**What needs to be done:**
Wherever the word "types" appears in a line of the data, that line should be copied.

**Materials provided:**
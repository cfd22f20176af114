//! kbqa CLI
//!
//! Main entry point for the kbqa command-line tool.
//! Answers questions about a small knowledge base with retrieval-grounded
//! generation.

mod commands;

use clap::{Parser, Subcommand};
use commands::{AskCommand, ChatCommand, SearchCommand, StatsCommand};
use kbqa_core::config::{AppConfig, ConfigOverrides};
use kbqa_core::{logging, AppResult};
use std::path::PathBuf;

/// kbqa - knowledge base question answering grounded on retrieved passages
#[derive(Parser, Debug)]
#[command(name = "kbqa")]
#[command(about = "Knowledge base question answering with TF-IDF retrieval", long_about = None)]
#[command(version)]
struct Cli {
    /// Path to workspace directory (default: current directory)
    #[arg(short, long, global = true, env = "KBQA_WORKSPACE")]
    workspace: Option<PathBuf>,

    /// Path to config file
    #[arg(short, long, global = true, env = "KBQA_CONFIG")]
    config: Option<PathBuf>,

    /// Log level (error, warn, info, debug, trace)
    #[arg(long, global = true, env = "RUST_LOG")]
    log_level: Option<String>,

    /// Enable verbose output (sets log level to debug)
    #[arg(short, long, global = true)]
    verbose: bool,

    /// Disable colored output
    #[arg(long, global = true, env = "NO_COLOR")]
    no_color: bool,

    /// Generation provider (ollama, openai, openai-compatible)
    #[arg(short, long, global = true, env = "KBQA_PROVIDER")]
    provider: Option<String>,

    /// Model identifier
    #[arg(short, long, global = true, env = "KBQA_MODEL")]
    model: Option<String>,

    /// Generation backend URL
    #[arg(long, global = true, env = "KBQA_ENDPOINT")]
    endpoint: Option<String>,

    /// Request timeout in seconds
    #[arg(long, global = true)]
    timeout_secs: Option<u64>,

    /// Maximum number of passages used as context
    #[arg(long, global = true)]
    top_n: Option<usize>,

    /// Minimum similarity score for a passage to be used
    #[arg(long, global = true)]
    min_score: Option<f32>,

    /// Character budget for the assembled context
    #[arg(long, global = true)]
    max_context_chars: Option<usize>,

    /// YAML or JSON corpus file (default: built-in TH OWL passages)
    #[arg(long, global = true)]
    corpus: Option<PathBuf>,

    /// Prompt definition id
    #[arg(long, global = true)]
    prompt: Option<String>,

    #[command(subcommand)]
    command: Option<Commands>,
}

#[derive(Subcommand, Debug)]
enum Commands {
    /// Interactive question session (default)
    Chat(ChatCommand),

    /// Answer a single question
    Ask(AskCommand),

    /// Show the passages retrieved for a query
    Search(SearchCommand),

    /// Show knowledge base statistics
    Stats(StatsCommand),
}

impl Cli {
    fn overrides(&self) -> ConfigOverrides {
        ConfigOverrides {
            workspace: self.workspace.clone(),
            config_file: self.config.clone(),
            provider: self.provider.clone(),
            model: self.model.clone(),
            endpoint: self.endpoint.clone(),
            timeout_secs: self.timeout_secs,
            top_n: self.top_n,
            min_score: self.min_score,
            max_context_chars: self.max_context_chars,
            corpus_file: self.corpus.clone(),
            prompt_id: self.prompt.clone(),
            log_level: self.log_level.clone(),
            verbose: self.verbose,
            no_color: self.no_color,
        }
    }
}

#[tokio::main]
async fn main() -> AppResult<()> {
    // Parse command-line arguments first (needed for logging config)
    let cli = Cli::parse();

    // Defaults, config file and environment
    let config = AppConfig::load_with(cli.workspace.clone(), cli.config.clone())?;

    // Apply CLI overrides
    let config = config.with_overrides(cli.overrides());

    // Initialize logging with final configuration
    logging::init_logging(config.log_level.as_deref(), config.no_color)?;

    config.validate()?;

    tracing::info!("kbqa starting");
    tracing::debug!("Workspace: {:?}", config.workspace);
    tracing::debug!("Provider: {}", config.provider);
    tracing::debug!("Model: {}", config.model);

    let command = cli
        .command
        .unwrap_or_else(|| Commands::Chat(ChatCommand::default()));

    let command_name = match &command {
        Commands::Chat(_) => "chat",
        Commands::Ask(_) => "ask",
        Commands::Search(_) => "search",
        Commands::Stats(_) => "stats",
    };
    let _span = tracing::info_span!("command", name = command_name).entered();

    // Route to command handlers
    let result = match command {
        Commands::Chat(cmd) => cmd.execute(&config).await,
        Commands::Ask(cmd) => cmd.execute(&config).await,
        Commands::Search(cmd) => cmd.execute(&config),
        Commands::Stats(cmd) => cmd.execute(&config),
    };

    match &result {
        Ok(_) => tracing::info!("Command completed successfully"),
        Err(e) => tracing::error!("Command failed: {}", e),
    }

    result
}
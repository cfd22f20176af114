//! Provider identification.

/// Provider type enum for matching.
#[derive(Debug, Clone, Copy, PartialEq, Eq)]
pub enum ProviderType {
    Ollama,
    OpenAI,
}

impl ProviderType {
    /// Parse provider type from string.
    pub fn parse(s: &str) -> Option<Self> {
        match s.to_lowercase().as_str() {
            "ollama" => Some(Self::Ollama),
            "openai" | "openai-compatible" => Some(Self::OpenAI),
            _ => None,
        }
    }

    /// Get the canonical provider name.
    pub fn as_str(&self) -> &'static str {
        match self {
            Self::Ollama => "ollama",
            Self::OpenAI => "openai",
        }
    }
}
//! Prompt types for kbqa.

use serde::{Deserialize, Serialize};
use std::collections::HashMap;

/// A grounding prompt definition loaded from YAML.
#[derive(Debug, Clone, Serialize, Deserialize)]
pub struct PromptDefinition {
    /// Unique prompt identifier
    pub id: String,

    /// Human-readable title
    pub title: String,

    /// API version for schema evolution
    #[serde(rename = "apiVersion")]
    pub api_version: String,

    /// Creator identifier
    #[serde(rename = "createdBy", default)]
    pub created_by: String,

    /// Subject the assistant answers about, used when the corpus names none
    pub domain: String,

    /// Behavioral settings
    #[serde(default)]
    pub behavior: PromptBehavior,

    /// System instruction template (Handlebars); must reference `{{context}}`
    #[serde(rename = "systemTemplate")]
    pub system_template: String,

    /// User message template (Handlebars)
    #[serde(rename = "userTemplate", default = "default_user_template")]
    pub user_template: String,

    /// Text substituted for `{{context}}` when retrieval returned nothing
    #[serde(rename = "noContextMarker", default = "default_no_context_marker")]
    pub no_context_marker: String,
}

fn default_user_template() -> String {
    "{{query}}".to_string()
}

pub(crate) fn default_no_context_marker() -> String {
    "NO CONTEXT AVAILABLE FROM KB.".to_string()
}

/// Behavioral settings exposed to templates as `{{tone}}` and `{{style}}`.
#[derive(Debug, Clone, Serialize, Deserialize)]
pub struct PromptBehavior {
    /// Tone (e.g., "helpful", "formal")
    pub tone: String,

    /// Style (e.g., "concise", "detailed")
    pub style: String,
}

impl Default for PromptBehavior {
    fn default() -> Self {
        Self {
            tone: "helpful".to_string(),
            style: "concise".to_string(),
        }
    }
}

/// A fully built prompt ready to be sent as two chat messages.
#[derive(Debug, Clone, Serialize, Deserialize)]
pub struct BuiltPrompt {
    /// System message: grounding rule plus context
    pub system: String,

    /// User message: the question
    pub user: String,

    /// Metadata about the built prompt
    pub metadata: BuiltPromptMetadata,
}

/// Metadata about a built prompt.
#[derive(Debug, Clone, Serialize, Deserialize)]
pub struct BuiltPromptMetadata {
    /// Source prompt ID
    #[serde(rename = "sourcePromptId")]
    pub source_prompt_id: String,

    /// Whether retrieved passages were embedded (false means the marker was)
    #[serde(rename = "contextIncluded")]
    pub context_included: bool,

    /// Template variables that were resolved
    #[serde(rename = "resolvedVariables")]
    pub resolved_variables: HashMap<String, String>,
}

#[cfg(test)]
mod tests {
    use super::*;

    #[test]
    fn test_prompt_definition_deserialization() {
        let yaml = r#"
id: campus.strict
title: Strict campus assistant
apiVersion: "1.0"
createdBy: test
domain: the campus library
systemTemplate: "Answer about {{domain}} using only:\n{{context}}"
"#;

        let def: PromptDefinition = serde_yaml::from_str(yaml).unwrap();
        assert_eq!(def.id, "campus.strict");
        assert_eq!(def.domain, "the campus library");
        assert_eq!(def.user_template, "{{query}}");
        assert_eq!(def.no_context_marker, "NO CONTEXT AVAILABLE FROM KB.");
        assert_eq!(def.behavior.tone, "helpful");
    }

    #[test]
    fn test_built_prompt_serializes_metadata() {
        let built = BuiltPrompt {
            system: "s".to_string(),
            user: "u".to_string(),
            metadata: BuiltPromptMetadata {
                source_prompt_id: "grounded.default".to_string(),
                context_included: false,
                resolved_variables: HashMap::new(),
            },
        };

        let json = serde_json::to_value(&built).unwrap();
        assert_eq!(json["metadata"]["sourcePromptId"], "grounded.default");
        assert_eq!(json["metadata"]["contextIncluded"], false);
    }
}
//! Ask command handler.
//!
//! Answers one question and exits.

use super::{build_pipeline, write_json};
use clap::Args;
use kbqa_core::{config::AppConfig, AppError, AppResult};
use kbqa_knowledge::RagPipeline;
use std::io::Write;

/// Answer a single question
#[derive(Args, Debug)]
pub struct AskCommand {
    /// The question to ask
    #[arg(required = true, num_args = 1..)]
    pub words: Vec<String>,

    /// Output as JSON
    #[arg(long)]
    pub json: bool,
}

impl AskCommand {
    /// The question as typed, words joined by single spaces.
    pub fn question(&self) -> String {
        self.words.join(" ")
    }

    /// Execute the ask command.
    pub async fn execute(&self, config: &AppConfig) -> AppResult<()> {
        tracing::info!("Executing ask command");

        let pipeline = build_pipeline(config)?;
        self.run(&pipeline, &mut std::io::stdout()).await
    }

    /// Answer the question with `pipeline` and write the result to `out`.
    pub async fn run<W: Write>(&self, pipeline: &RagPipeline, out: &mut W) -> AppResult<()> {
        let question = self.question();
        if question.trim().is_empty() {
            return Err(AppError::Config("No question provided".to_string()));
        }

        let turn = pipeline.respond(question.trim()).await;

        if self.json {
            let output = serde_json::json!({
                "question": turn.query,
                "answer": turn.answer,
                "model": pipeline.generator().model(),
                "provider": pipeline.generator().provider_name(),
                "contextIncluded": turn.has_context(),
                "maxScore": turn.max_score(),
                "sources": turn.sources(),
            });
            return write_json(out, &output);
        }

        writeln!(out, "{}", turn.answer)?;
        writeln!(out)?;

        let sources = turn.sources();
        if sources.is_empty() {
            writeln!(out, "Sources: (no relevant passages)")?;
        } else {
            writeln!(out, "Sources:")?;
            for source in sources {
                writeln!(out, "- {} (score {:.4}): {}", source.id, source.score, source.snippet)?;
            }
        }

        Ok(())
    }
}
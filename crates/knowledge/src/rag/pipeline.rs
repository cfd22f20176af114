//! RAG answering orchestration.
//!
//! Retrieves relevant passages, assembles them into context and generates a
//! grounded answer.

use crate::context::assemble_with_budget;
use crate::corpus::Corpus;
use crate::rag::answer::AnswerGenerator;
use crate::rag::types::RagTurn;
use crate::retriever::retrieve;
use crate::types::{CorpusStats, RetrievalOptions, ScoredPassage};
use crate::vector_space::VectorSpace;
use kbqa_core::AppResult;

/// Corpus, fitted vector space and generator for one process.
#[derive(Debug)]
pub struct RagPipeline {
    corpus: Corpus,
    space: VectorSpace,
    options: RetrievalOptions,
    generator: AnswerGenerator,
}

impl RagPipeline {
    /// Fit the vector space and assemble the pipeline.
    ///
    /// # Errors
    /// Returns [`kbqa_core::AppError::EmptyCorpus`] for a corpus without
    /// passages.
    pub fn new(
        corpus: Corpus,
        options: RetrievalOptions,
        generator: AnswerGenerator,
    ) -> AppResult<Self> {
        let space = VectorSpace::from_corpus(&corpus)?;

        tracing::info!(
            "Knowledge base ready: {} passages, {} terms",
            corpus.len(),
            space.vocabulary_size()
        );

        Ok(Self {
            corpus,
            space,
            options,
            generator,
        })
    }

    pub fn corpus(&self) -> &Corpus {
        &self.corpus
    }

    pub fn space(&self) -> &VectorSpace {
        &self.space
    }

    pub fn options(&self) -> &RetrievalOptions {
        &self.options
    }

    pub fn generator(&self) -> &AnswerGenerator {
        &self.generator
    }

    /// Retrieval only.
    pub fn search(&self, query: &str) -> Vec<ScoredPassage<'_>> {
        retrieve(
            query,
            &self.space,
            &self.corpus,
            self.options.top_n,
            self.options.min_score,
        )
    }

    /// Retrieve, assemble and answer one question.
    pub async fn respond(&self, query: &str) -> RagTurn<'_> {
        let results = self.search(query);
        let context = assemble_with_budget(&results, self.options.max_context_chars);

        if results.is_empty() {
            tracing::info!("No relevant passages found for query");
        }

        let answer = self.generator.answer(query, &context).await;

        RagTurn {
            query: query.to_string(),
            results,
            context,
            answer,
        }
    }

    /// Corpus and vocabulary statistics.
    pub fn stats(&self) -> CorpusStats {
        let term_counts = self.space.term_counts();
        let total_terms: usize = term_counts.iter().sum();

        CorpusStats {
            domain: self.generator.domain().to_string(),
            passage_count: self.corpus.len(),
            vocabulary_size: self.space.vocabulary_size(),
            avg_terms_per_passage: if term_counts.is_empty() {
                0.0
            } else {
                total_terms as f32 / term_counts.len() as f32
            },
            total_chars: self.corpus.iter().map(|p| p.text.chars().count()).sum(),
        }
    }
}

#[cfg(test)]
mod tests {
    use super::*;
    use kbqa_core::AppError;
    use kbqa_llm::OllamaClient;
    use kbqa_prompt::default_prompt;
    use serde_json::json;
    use std::sync::Arc;
    use std::time::Duration;
    use wiremock::matchers::method;
    use wiremock::{Mock, MockServer, ResponseTemplate};

    fn generator(endpoint: &str) -> AnswerGenerator {
        let client = OllamaClient::with_endpoint(endpoint, Duration::from_secs(5)).unwrap();
        AnswerGenerator::new(Arc::new(client), "deepseek-r1:7b", default_prompt(), Some("TH OWL"))
            .unwrap()
    }

    #[test]
    fn test_empty_corpus_fails_setup() {
        let corpus = Corpus::from_texts(Vec::<String>::new()).unwrap();
        let err = RagPipeline::new(
            corpus,
            RetrievalOptions::default(),
            generator("http://127.0.0.1:9/api/chat"),
        )
        .unwrap_err();
        assert!(matches!(err, AppError::EmptyCorpus));
    }

    #[test]
    fn test_stats() {
        let pipeline = RagPipeline::new(
            Corpus::builtin(),
            RetrievalOptions::default(),
            generator("http://127.0.0.1:9/api/chat"),
        )
        .unwrap();

        let stats = pipeline.stats();
        assert_eq!(stats.domain, "TH OWL");
        assert_eq!(stats.passage_count, 14);
        assert_eq!(stats.vocabulary_size, 116);
        assert!(stats.avg_terms_per_passage > 0.0);
        assert!(stats.total_chars > 0);
    }

    #[tokio::test]
    async fn test_respond_with_context() {
        let server = MockServer::start().await;
        Mock::given(method("POST"))
            .respond_with(
                ResponseTemplate::new(200)
                    .set_body_json(json!({"message": {"content": "There are no tuition fees."}})),
            )
            .mount(&server)
            .await;

        let pipeline = RagPipeline::new(
            Corpus::builtin(),
            RetrievalOptions::default(),
            generator(&format!("{}/api/chat", server.uri())),
        )
        .unwrap();

        let turn = pipeline.respond("Are there tuition fees?").await;
        assert_eq!(turn.answer, "There are no tuition fees.");
        assert_eq!(turn.results.len(), 1);
        assert_eq!(turn.results[0].passage.index, 1);
        assert!(turn.context.starts_with("[PASSAGE 1 | score="));
    }

    #[tokio::test]
    async fn test_respond_miss_still_answers() {
        let pipeline = RagPipeline::new(
            Corpus::builtin(),
            RetrievalOptions::default(),
            generator("http://127.0.0.1:9/api/chat"),
        )
        .unwrap();

        let turn = pipeline.respond("What is the capital of France?").await;
        assert!(turn.results.is_empty());
        assert!(!turn.has_context());
        assert!(turn.answer.starts_with("Error: Could not connect"));
    }

    #[test]
    fn test_context_budget_applies() {
        let pipeline = RagPipeline::new(
            Corpus::builtin(),
            RetrievalOptions {
                top_n: 3,
                min_score: 1e-6,
                max_context_chars: Some(10),
            },
            generator("http://127.0.0.1:9/api/chat"),
        )
        .unwrap();

        let results = pipeline.search("semester");
        assert_eq!(results.len(), 3);
        let context = assemble_with_budget(&results, pipeline.options().max_context_chars);
        assert_eq!(crate::context::split_context(&context).len(), 1);
    }
}
//! Generation backend crate for kbqa.
//!
//! This crate provides a provider-agnostic abstraction for sending grounded
//! chat requests to a text-generation backend and normalising whatever reply
//! shape comes back.
//!
//! # Providers
//! - **Ollama**: Local LLM runtime, `/api/chat` (default)
//! - **OpenAI-compatible**: `/v1/chat/completions` servers
//!
//! # Example
//! ```no_run
//! use kbqa_llm::{ChatRequest, LlmClient, providers::OllamaClient};
//! use std::time::Duration;
//!
//! # async fn example() -> Result<(), Box<dyn std::error::Error>> {
//! let client = OllamaClient::with_endpoint("http://localhost:11434/api/chat", Duration::from_secs(60))?;
//! let request = ChatRequest::grounded("deepseek-r1:7b", "Answer from context only.", "Hello?");
//! let reply = client.chat(&request).await?;
//! println!("{:?}", reply.text());
//! # Ok(())
//! # }
//! ```

pub mod client;
pub mod error;
pub mod factory;
pub mod providers;
pub mod reply;
pub mod types;

// Re-export main types
pub use client::{ChatMessage, ChatReply, ChatRequest, ChatRole, LlmClient};
pub use error::ChatError;
pub use factory::create_client;
pub use providers::{OllamaClient, OpenAiClient};
pub use reply::{truncate_chars, ReplyShape};
pub use types::ProviderType;
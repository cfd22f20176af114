//! Shared JSON-over-HTTP plumbing for chat providers.

use crate::client::{ChatReply, ChatRequest};
use crate::error::ChatError;
use crate::reply::truncate_chars;
use std::error::Error as _;
use std::time::Duration;

/// Longest slice of an error body kept in a [`ChatError::Status`].
const MAX_ERROR_BODY_CHARS: usize = 500;

/// Build a reqwest client whose every request is bounded by `timeout`.
pub(crate) fn build_http_client(timeout: Duration) -> Result<reqwest::Client, ChatError> {
    reqwest::Client::builder()
        .timeout(timeout)
        .build()
        .map_err(|e| ChatError::Transport {
            endpoint: String::new(),
            details: format!("failed to build HTTP client: {}", describe(&e)),
        })
}

/// POST a chat request and decode the JSON reply.
pub(crate) async fn post_chat(
    client: &reqwest::Client,
    endpoint: &str,
    request: &ChatRequest,
    bearer: Option<&str>,
) -> Result<ChatReply, ChatError> {
    let mut builder = client.post(endpoint).json(request);
    if let Some(token) = bearer {
        builder = builder.bearer_auth(token);
    }

    let response = builder.send().await.map_err(|e| transport(endpoint, &e))?;

    let status = response.status();
    if !status.is_success() {
        let body = response
            .text()
            .await
            .unwrap_or_else(|_| "Unknown error".to_string());
        return Err(ChatError::Status {
            endpoint: endpoint.to_string(),
            status: status.as_u16(),
            body: truncate_chars(body.trim(), MAX_ERROR_BODY_CHARS).to_string(),
        });
    }

    let bytes = response.bytes().await.map_err(|e| transport(endpoint, &e))?;

    let value: serde_json::Value = serde_json::from_slice(&bytes)
        .map_err(|e| ChatError::MalformedBody(e.to_string()))?;

    Ok(ChatReply::from_value(value))
}

fn transport(endpoint: &str, err: &reqwest::Error) -> ChatError {
    let details = if err.is_timeout() {
        format!("request timed out ({})", describe(err))
    } else {
        describe(err)
    };

    ChatError::Transport {
        endpoint: endpoint.to_string(),
        details,
    }
}

/// Flatten an error and its sources into one line.
fn describe(err: &reqwest::Error) -> String {
    let mut message = err.to_string();
    let mut source = err.source();
    while let Some(cause) = source {
        message.push_str(": ");
        message.push_str(&cause.to_string());
        source = cause.source();
    }
    message
}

**Output:**
//! Prompt types for kbqa.
use crate::rag::types::RagTurn;
use crate::types::{CorpusStats, RetrievalOptions, ScoredPassage};
pub mod types;
// Re-export main types
pub use types::ProviderType;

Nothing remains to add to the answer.